What Is a Bimanual Exam and What Does It Check For?

The bimanual pelvic examination is a standard component of a comprehensive physical assessment focused on the female reproductive organs. It is a manual technique that allows a healthcare provider to assess internal structures that are otherwise not visible. The procedure is named for the use of two hands, which work together to gather tactile information about the organs located deep within the pelvic cavity. This examination provides an immediate evaluation of reproductive health.

Defining the Bimanual Pelvic Exam

The core purpose of the bimanual exam is to manually assess the size, shape, consistency, and mobility of the internal pelvic organs. These organs include the uterus, the adnexa (which encompasses the fallopian tubes and ovaries), and the cervix. The tactile nature of this assessment provides a three-dimensional sense of structures that cannot be fully evaluated by visual inspection alone.

By placing one hand externally and one hand internally, the provider is able to sandwich the pelvic organs. This technique allows for the palpation of structures like the uterus. Feeling the organs allows the provider to determine if they are firm or soft, smooth or irregular, and fixed or freely movable within the pelvic space.

The Step-by-Step Procedure

The procedure begins after the visual inspection and speculum examination are complete, with the patient lying on the examination table in the dorsal lithotomy position. The healthcare provider will first lubricate their gloved dominant hand, typically inserting the index and middle fingers gently into the vagina. These internal fingers are advanced until they reach the cervix, which is palpated to check its consistency and position.

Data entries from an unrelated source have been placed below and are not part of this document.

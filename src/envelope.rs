//! Min/max envelopes for drawing a trace at reduced resolution.
//!
//! Each output column covers a run of consecutive samples and holds their
//! minimum and maximum. With a time window, columns map to equal slices of
//! the window and columns outside the trace stay empty.

use chrono::{DateTime, Utc};
use serde::{Deserialize, Serialize};

use crate::record::{SampleSlice, Samples};
use crate::time::datetime_to_micros;
use crate::trace::{Trace, TraceGroup};
use crate::{MseedError, Result};

/// Smallest and largest sample of one column.
#[derive(Debug, Clone, Copy, PartialEq, Serialize, Deserialize)]
pub struct MinMax {
    pub min: f64,
    pub max: f64,
}

impl MinMax {
    fn of(slice: SampleSlice<'_>) -> Option<Self> {
        slice.min_max().map(|(min, max)| Self { min, max })
    }
}

/// One optional [`MinMax`] per pixel column.
#[derive(Debug, Clone, Default, PartialEq, Serialize, Deserialize)]
pub struct Envelope {
    pub columns: Vec<Option<MinMax>>,
}

impl Envelope {
    pub fn len(&self) -> usize {
        self.columns.len()
    }

    pub fn is_empty(&self) -> bool {
        self.columns.is_empty()
    }

    /// Overall value range across populated columns.
    pub fn value_range(&self) -> Option<MinMax> {
        self.columns.iter().flatten().fold(None, |acc, c| {
            Some(match acc {
                None => *c,
                Some(r) => MinMax {
                    min: r.min.min(c.min),
                    max: r.max.max(c.max),
                },
            })
        })
    }
}

/// Closed time range in microseconds since the epoch.
#[derive(Debug, Clone, Copy, PartialEq, Eq, Serialize, Deserialize)]
pub struct TimeWindow {
    pub start: i64,
    pub end: i64,
}

impl TimeWindow {
    pub fn new(start: i64, end: i64) -> Self {
        Self { start, end }
    }

    pub fn from_datetimes(start: &DateTime<Utc>, end: &DateTime<Utc>) -> Self {
        Self::new(datetime_to_micros(start), datetime_to_micros(end))
    }

    /// Window covering exactly `trace`.
    pub fn of_trace(trace: &Trace) -> Self {
        Self::new(trace.start_time, trace.end_time)
    }
}

/// Envelope of the only trace in `group`.
///
/// Fails with [`MseedError::MultiTraceUnsupported`] unless the group holds
/// exactly one trace.
pub fn envelope(group: &TraceGroup, width: usize, window: Option<TimeWindow>) -> Result<Envelope> {
    match group.as_slice() {
        [trace] => envelope_trace(trace, width, window),
        traces => Err(MseedError::MultiTraceUnsupported(traces.len())),
    }
}

fn numeric_samples(trace: &Trace) -> Result<&Samples> {
    let samples = trace.samples.as_ref().ok_or(MseedError::MissingSamples)?;
    if let Samples::Text(_) = samples {
        return Err(MseedError::NonNumericSamples);
    }
    Ok(samples)
}

/// Envelope of `trace` over `width` columns.
///
/// Without a window (or with the trace's own span) the samples are split
/// into `width` runs of `n / width`, the last run taking the remainder.
///
/// ```
/// use miniseed_traces::{Samples, StreamId, Trace, envelope_trace};
///
/// let id = StreamId::new("BW", "FUR", "", "EHZ");
/// let trace = Trace::new(id, 0, 100.0, Samples::Int((0..1000).collect()));
/// let env = envelope_trace(&trace, 10, None).unwrap();
/// assert_eq!(env.len(), 10);
/// let first = env.columns[0].unwrap();
/// assert_eq!((first.min, first.max), (0.0, 99.0));
/// ```
pub fn envelope_trace(trace: &Trace, width: usize, window: Option<TimeWindow>) -> Result<Envelope> {
    if width == 0 {
        return Err(MseedError::InvalidWidth);
    }
    let samples = numeric_samples(trace)?;
    match window {
        Some(window) if window != TimeWindow::of_trace(trace) => {
            windowed(trace, samples, width, window)
        }
        _ => Ok(whole_trace(samples, width)),
    }
}

fn whole_trace(samples: &Samples, width: usize) -> Envelope {
    let n = samples.len();
    let step = n / width;
    let bound = |i: usize| {
        if step == 0 {
            i * n / width
        } else if i == width {
            n
        } else {
            i * step
        }
    };
    let columns = (0..width)
        .map(|i| MinMax::of(samples.slice(bound(i)..bound(i + 1))))
        .collect();
    Envelope { columns }
}

fn windowed(trace: &Trace, samples: &Samples, width: usize, window: TimeWindow) -> Result<Envelope> {
    if window.end <= window.start || window.end < trace.start_time || window.start > trace.end_time {
        return Err(MseedError::InvalidTimeWindow {
            start: window.start,
            end: window.end,
        });
    }

    let n = samples.len();
    let per_column = n as f64 / width as f64;
    let window_span = (window.end - window.start) as f64;
    let trace_span = (trace.end_time - trace.start_time) as f64;
    let step = if trace_span > 0.0 {
        per_column * window_span / trace_span
    } else if trace.sample_rate > 0.0 {
        window_span / 1e6 * trace.sample_rate / width as f64
    } else {
        per_column
    };
    // samples between the window start and the first sample
    let offset = (trace.start_time - window.start) as f64 * trace.sample_rate / 1e6;

    let bound = |position: f64| position.ceil().clamp(0.0, n as f64) as usize;
    let columns = (0..width)
        .map(|c| {
            let lo = bound(c as f64 * step - offset);
            let hi = bound((c + 1) as f64 * step - offset);
            MinMax::of(samples.slice(lo..hi.max(lo)))
        })
        .collect();
    Ok(Envelope { columns })
}

/// One value per column, alternating between the column maximum (even
/// columns) and minimum (odd columns).
///
/// `width` is clamped to the sample count.
pub fn alternating_extrema(trace: &Trace, width: usize) -> Result<Vec<f64>> {
    if width == 0 {
        return Err(MseedError::InvalidWidth);
    }
    let samples = numeric_samples(trace)?;
    let n = samples.len();
    let width = width.min(n);
    if width == 0 {
        return Ok(Vec::new());
    }
    let step = n / width;
    Ok((0..width)
        .filter_map(|x| {
            let (min, max) = samples.slice(x * step..(x + 1) * step).min_max()?;
            Some(if x % 2 == 1 { min } else { max })
        })
        .collect())
}

#[cfg(test)]
mod tests {
    use pretty_assertions::assert_eq;

    use super::*;
    use crate::sid::StreamId;

    fn ramp(n: i32) -> Trace {
        Trace::new(
            StreamId::new("BW", "FUR", "", "EHZ"),
            0,
            100.0,
            Samples::Int((0..n).collect()),
        )
    }

    fn spans(env: &Envelope) -> usize {
        env.columns
            .iter()
            .flatten()
            .map(|c| (c.max - c.min) as usize + 1)
            .sum()
    }

    #[test]
    fn test_even_columns() {
        let env = envelope_trace(&ramp(1000), 10, None).unwrap();
        assert_eq!(env.len(), 10);
        for (i, column) in env.columns.iter().enumerate() {
            let column = column.unwrap();
            assert_eq!(column.min, (i * 100) as f64);
            assert_eq!(column.max, (i * 100 + 99) as f64);
        }
        assert_eq!(spans(&env), 1000);
    }

    #[test]
    fn test_last_column_takes_remainder() {
        let env = envelope_trace(&ramp(1005), 10, None).unwrap();
        let last = env.columns[9].unwrap();
        assert_eq!((last.min, last.max), (900.0, 1004.0));
        assert_eq!(spans(&env), 1005);
        assert!(env.columns.iter().flatten().all(|c| c.min <= c.max));
    }

    #[test]
    fn test_fewer_samples_than_columns() {
        let env = envelope_trace(&ramp(3), 6, None).unwrap();
        let populated = env.columns.iter().flatten().count();
        assert_eq!(populated, 3);
        assert_eq!(spans(&env), 3);
    }

    #[test]
    fn test_window_matching_trace_is_whole() {
        let trace = ramp(1000);
        let window = TimeWindow::of_trace(&trace);
        assert_eq!(
            envelope_trace(&trace, 10, Some(window)).unwrap(),
            envelope_trace(&trace, 10, None).unwrap()
        );
    }

    #[test]
    fn test_window_with_leading_space() {
        let trace = ramp(1000);
        // 4.995 s of empty space before the trace: 1.5x the trace span
        let window = TimeWindow::new(-4_995_000, trace.end_time);
        let env = envelope_trace(&trace, 10, Some(window)).unwrap();
        assert_eq!(env.len(), 10);
        assert!(env.columns[..3].iter().all(Option::is_none));
        assert_eq!(env.columns[3], Some(MinMax { min: 0.0, max: 100.0 }));
        assert_eq!(env.columns[4], Some(MinMax { min: 101.0, max: 250.0 }));
        assert_eq!(env.columns[9], Some(MinMax { min: 851.0, max: 999.0 }));
        assert_eq!(spans(&env), 1000);
    }

    #[test]
    fn test_window_with_trailing_space() {
        let trace = ramp(1000);
        let window = TimeWindow::new(0, trace.end_time + 4_995_000);
        let env = envelope_trace(&trace, 10, Some(window)).unwrap();
        assert_eq!(env.len(), 10);
        assert!(env.columns[..7].iter().all(Option::is_some));
        assert_eq!(env.columns[0], Some(MinMax { min: 0.0, max: 149.0 }));
        // partial: only 100 of 150 sample slots lie inside the trace
        assert_eq!(env.columns[6], Some(MinMax { min: 900.0, max: 999.0 }));
        assert!(env.columns[7..].iter().all(Option::is_none));
        assert_eq!(spans(&env), 1000);
    }

    #[test]
    fn test_window_inside_trace() {
        let trace = ramp(1000);
        // middle half of the trace
        let window = TimeWindow::new(2_497_500, 7_492_500);
        let env = envelope_trace(&trace, 5, Some(window)).unwrap();
        assert!(env.columns.iter().all(Option::is_some));
        let range = env.value_range().unwrap();
        assert!(range.min >= 249.0 && range.max <= 750.0);
    }

    #[test]
    fn test_invalid_windows() {
        let trace = ramp(100);
        for window in [
            TimeWindow::new(5, 5),
            TimeWindow::new(10, 5),
            TimeWindow::new(100_000_000, 200_000_000),
            TimeWindow::new(-200, -100),
        ] {
            assert!(matches!(
                envelope_trace(&trace, 4, Some(window)),
                Err(MseedError::InvalidTimeWindow { .. })
            ));
        }
    }

    #[test]
    fn test_argument_errors() {
        let trace = ramp(10);
        assert!(matches!(
            envelope_trace(&trace, 0, None),
            Err(MseedError::InvalidWidth)
        ));

        let mut headers_only = trace.clone();
        headers_only.samples = None;
        assert!(matches!(
            envelope_trace(&headers_only, 4, None),
            Err(MseedError::MissingSamples)
        ));

        let text = Trace::new(StreamId::default(), 0, 0.0, Samples::Text(b"abc".to_vec()));
        assert!(matches!(
            envelope_trace(&text, 4, None),
            Err(MseedError::NonNumericSamples)
        ));

        let group = TraceGroup::from(vec![trace.clone(), trace]);
        assert!(matches!(
            envelope(&group, 4, None),
            Err(MseedError::MultiTraceUnsupported(2))
        ));
    }

    #[test]
    fn test_alternating_extrema() {
        let values = alternating_extrema(&ramp(10), 5).unwrap();
        assert_eq!(values, vec![1.0, 2.0, 5.0, 6.0, 9.0]);
        // width beyond the sample count is clamped
        assert_eq!(alternating_extrema(&ramp(3), 10).unwrap().len(), 3);
    }

    #[test]
    fn test_value_range_and_serialization() {
        let env = Envelope {
            columns: vec![
                None,
                Some(MinMax { min: -3.0, max: 4.0 }),
                Some(MinMax { min: 1.0, max: 9.0 }),
            ],
        };
        assert_eq!(env.value_range(), Some(MinMax { min: -3.0, max: 9.0 }));
        let json = serde_json::to_string(&env).unwrap();
        assert_eq!(json, r#"{"columns":[null,{"min":-3.0,"max":4.0},{"min":1.0,"max":9.0}]}"#);
    }
}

The provider then places their non-dominant hand flat on the patient’s lower abdomen. The internal and external hands work together, with the internal fingers lifting the pelvic structures upward while the external hand presses downward. This coordinated pressure allows the provider to effectively palpate the uterus, assessing its dimensions and orientation, such as whether it is tilted forward (anteverted) or backward (retroverted).

Following the assessment of the uterus, the provider repositions the hands to evaluate the adnexa. The internal fingers move into the lateral fornices of the vagina while the external hand sweeps across the corresponding lower abdominal quadrant. This movement attempts to feel the ovaries and fallopian tubes, which are often not palpable unless they are enlarged. The provider also checks for cervical motion tenderness, which is pain experienced when the cervix is moved side to side.

Conditions Diagnosed or Assessed

The bimanual exam is instrumental in identifying or assessing a range of gynecologic conditions based on changes in the organs’ physical characteristics. For instance, an enlarged uterus with an irregular, lumpy contour often suggests the presence of uterine fibroids, which are common, non-cancerous growths of muscle tissue. Tenderness or swelling in the adnexal areas can indicate an ovarian cyst or a more serious issue like an abscess.

The exam also helps detect signs of infection and inflammation, most notably Pelvic Inflammatory Disease (PID), where movement of the cervix or palpation of the adnexa may elicit significant pain. Any significant enlargement or a solid, fixed mass in the adnexa could raise concern for a tumor or ectopic pregnancy. Furthermore, the exam can reveal nodularity or thickening in the posterior pelvis, which might be a physical manifestation of endometriosis.

Preparing for and Experiencing the Exam

Proper preparation can help ensure the most accurate results and a better experience during the bimanual examination. Patients are often advised to empty their bladder before the exam, as a full bladder can push the pelvic organs out of their normal position, making them more difficult to assess. Some providers may also suggest avoiding douching or vaginal intercourse for 24 to 48 hours prior to the appointment.

During the procedure, the most common sensation experienced is one of pressure, rather than sharp pain, as the provider presses down on the abdomen and up internally. The entire bimanual portion of the exam is relatively quick, typically lasting only a minute or two. Patients are encouraged to communicate immediately if they experience significant discomfort or pain, allowing the provider to adjust their technique. Relaxation is helpful, as tensing the abdominal muscles can make palpation difficult.